Discussion in 'The First Year' started by jrg9171, Jul 29, 2011.

  1. jrg9171

    jrg9171 Well-Known Member

    My twins will be 1 year in November. My plan was to put them in Mothers Day Out for two days a week after the Christmas break. However I'm being told that there may not be a spot for them if I don't enroll them for the beginning of the school year. They will be 10 months old & I'm kind of balking at this. I don't work but my 2 teens are involved with school activities so I have during school hours to get anything done and with the babies, it's virtually impossible. I feel so selfish for even considering putting them in a program at all when I have the privilege of being able to be home with them. I don't know what to do and DH is no help about it. If anything gets done around the house its me who does it and I haven't even been able to spring cleaning like I seriously need to. I have rooms to clean out so the twins can have a play room, a garage to clean out so I can park in there and not have to get them out in bad weather, just so much to do. I guess I just need to hear that I'm making the right decision, or not. I have cried and cried over the guilt of it and feel like I am doing the babies a horrible injustice, even when my friends all tell me that they will love it. Not sure if it's the prospect of separation anxiety or what........... Sorry to vent and thank you for listening.
     
  2. megkc03

    megkc03 Well-Known Member TS Moderator

    :hug: If it were me, I would do it. In the scheme of things, it's only a 3 month difference. We don't have MDO here, or anything similar for that matter. I think my kids need something like that! I would have thought about sending them for sure. It's really hard to get anything done with two little ones to chase after! I feel your pain, as do many of us! You will enjoy the break, as will they! They will have a great time building new friendships and bonds with others. Plus, it will get them used to settings where mommy/daddy aren't around.

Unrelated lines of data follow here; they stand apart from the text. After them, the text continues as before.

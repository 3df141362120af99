use anchor_lang::prelude::*;

use crate::constants::STATE_SEED;
use crate::state::State;

/// Derive the controller state address for `mint` under `program_id`.
///
/// Pure: the same inputs always give the same `(address, bump)`, and the
/// address is off-curve so only the program can sign for it.
pub fn derive_state_address(program_id: &Pubkey, mint: &Pubkey, index: u8) -> (Pubkey, u8) {
    Pubkey::find_program_address(&[STATE_SEED, mint.as_ref(), &[index]], program_id)
}

/// Proof that `address` is the state PDA for `mint`/`index`.
///
/// The only source of PDA signer seeds in the program; whoever holds one may
/// authorize transfers up to the allowance delegated to `address`.
#[derive(Clone, Copy, Debug, PartialEq, Eq)]
pub struct StateSigner {
    pub address: Pubkey,
    pub bump: u8,
    mint: Pubkey,
    index: [u8; 1],
    bump_seed: [u8; 1],
}

impl StateSigner {
    pub fn derive(program_id: &Pubkey, mint: &Pubkey, index: u8) -> Self {
        let (address, bump) = derive_state_address(program_id, mint, index);
        Self::new(address, *mint, index, bump)
    }

    /// Build from a state account whose seeds Anchor already verified.
    pub fn from_state(address: Pubkey, state: &State) -> Self {
        Self::new(address, state.mint, state.index, state.bump)
    }

    fn new(address: Pubkey, mint: Pubkey, index: u8, bump: u8) -> Self {
        Self {
            address,
            bump,
            mint,
            index: [index],
            bump_seed: [bump],
        }
    }

    pub fn mint(&self) -> &Pubkey {
        &self.mint
    }

    pub fn index(&self) -> u8 {
        self.index[0]
    }

    /// Seeds for `invoke_signed` / `CpiContext::new_with_signer`
    pub fn seeds(&self) -> [&[u8]; 4] {
        [STATE_SEED, self.mint.as_ref(), &self.index, &self.bump_seed]
    }
}
use anchor_lang::prelude::*;

// ══════════════════════════════════════════════════════════════════════════════
// CONFIGURATION EVENTS
// ══════════════════════════════════════════════════════════════════════════════

/// Emitted when a controller state is registered for a mint
#[event]
pub struct StateRegistered {
    pub state: Pubkey,
    pub mint: Pubkey,
    pub index: u8,
    pub update_authority: Pubkey,
    pub treasury: Pubkey,
    pub price: u64,
    pub purchase_proportion_bps: u16,
    pub purchase_threshold: u64,
    pub timestamp: i64,
}

/// Emitted when the full configuration is replaced
#[event]
pub struct StateUpdated {
    pub state: Pubkey,
    pub old_authority: Pubkey,
    pub new_authority: Pubkey,
    pub treasury: Pubkey,
    pub price: u64,
    pub purchase_proportion_bps: u16,
    pub purchase_threshold: u64,
    pub timestamp: i64,
}

/// Emitted on a price-only update
#[event]
pub struct PriceUpdated {
    pub state: Pubkey,
    pub old_price: u64,
    pub new_price: u64,
    pub timestamp: i64,
}

// ══════════════════════════════════════════════════════════════════════════════
// ALLOCATION EVENTS
// ══════════════════════════════════════════════════════════════════════════════

/// Emitted when a crank moves funds
#[event]
pub struct YieldAllocated {
    pub state: Pubkey,
    pub available: u64,
    pub purchase_amount: u64,
    pub treasury_amount: u64,
    pub tokens_burned: u64,
    pub price: u64,
    pub total_spent: u64,
    pub timestamp: i64,
}

/// Emitted when a crank finds less than the purchase threshold
#[event]
pub struct AllocationSkipped {
    pub state: Pubkey,
    pub available: u64,
    pub purchase_threshold: u64,
    pub timestamp: i64,
}
use anchor_lang::prelude::*;

/// Treasury Controller Error Codes
///
/// Registering an already existing state fails inside the System Program
/// ("account already in use") and missing or foreign state accounts fail
/// Anchor account validation, so neither has a variant here.
#[error_code]
pub enum ErrorCode {
    // Authorization
    #[msg("Signer is not the update authority")]
    UnauthorizedAccess,

    // Configuration
    #[msg("Purchase proportion must be 0-10000 bps")]
    InvalidPurchaseProportion,

    #[msg("Price must be greater than zero")]
    InvalidPrice,

    // Allocation account checks
    #[msg("Treasury does not match controller state")]
    InvalidTreasury,

    #[msg("Mint does not match controller state")]
    InvalidMint,

    #[msg("Holding account does not match controller state")]
    InvalidHoldingAccount,

    #[msg("Holding token account does not match controller state")]
    InvalidHoldingTokenAccount,

    #[msg("Holding token account delegation is missing or too small")]
    InsufficientDelegation,

    // Arithmetic
    #[msg("Arithmetic overflow")]
    MathOverflow,

    #[msg("Division by zero")]
    DivisionByZero,
}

    I say do it! You were going to in January, so why not in September? Mommy guilt will get you every time. Do it. They will love it! And you will be able to accomplish what you need to without infants underfoot!
     
  3. eagleswings216

    eagleswings216 Well-Known Member

    I would do it, too. Don't feel guilty at all! I have help 3 days a week (a friend of my SIL), even when I'm not taking classes, like this summer. It makes me a happier Mommy to be able to do my errands and other things I need to do, and that is good for everyone.
     
  4. Sarah75

    Sarah75 Well-Known Member

    How about getting a babysitter a day or so a week, which will allow you to get some things done, without the long term commitment of MDO ? Just a suggestion if its making you feel bad.
    I totally understand how you feel, I just cant get anything done with my 17 month olds. Yesterday I spend two hours cleaning floors and within 30 mins of the girls waking from their naps it was back to looking a mess...but at least its clean for awhile :)
     
  5. bellawillawyatt

    bellawillawyatt Well-Known Member

    I worked for several years in the baby room at a mothers day out program. right up until I had the twins infact. You have ZERO reason to feel bad. its 6 hours a week! would you balk at going to dinner and a movie with dh once a week and getting a sitter? Same thing. It helps them learn to deal with other people, they get a break from their every day life and you get a chance to do things you need to get done. I had every intention of going back with my twins after they were born and the only reason I didn't was the fact that mine were born at 34 weeks with very weak lungs so I didn't want to risk RSV. we did go september and they ahd a good time.
     
  6. jrg9171

    jrg9171 Well-Known Member

    Thank you so much for your input. I have prayed about it and slept on it and I do feel better about the decision today. My mother told me that it would definitely be harder on me than them. I was a SAHM for 16 years, 7 of them with no kids until the twins came and you don't realize how much that little bit of "me" time is needed to just keep the sanity. I have a plan, projects and goals, I've started extreme couponing as well, so I'm trying to look at the time without the twins as my job and to try to be as productive as I can. That way I can dedicate 100% of the time while they are here to them and not feel like I'm having to pass them off to DH or one of the teenagers to try to get something done then.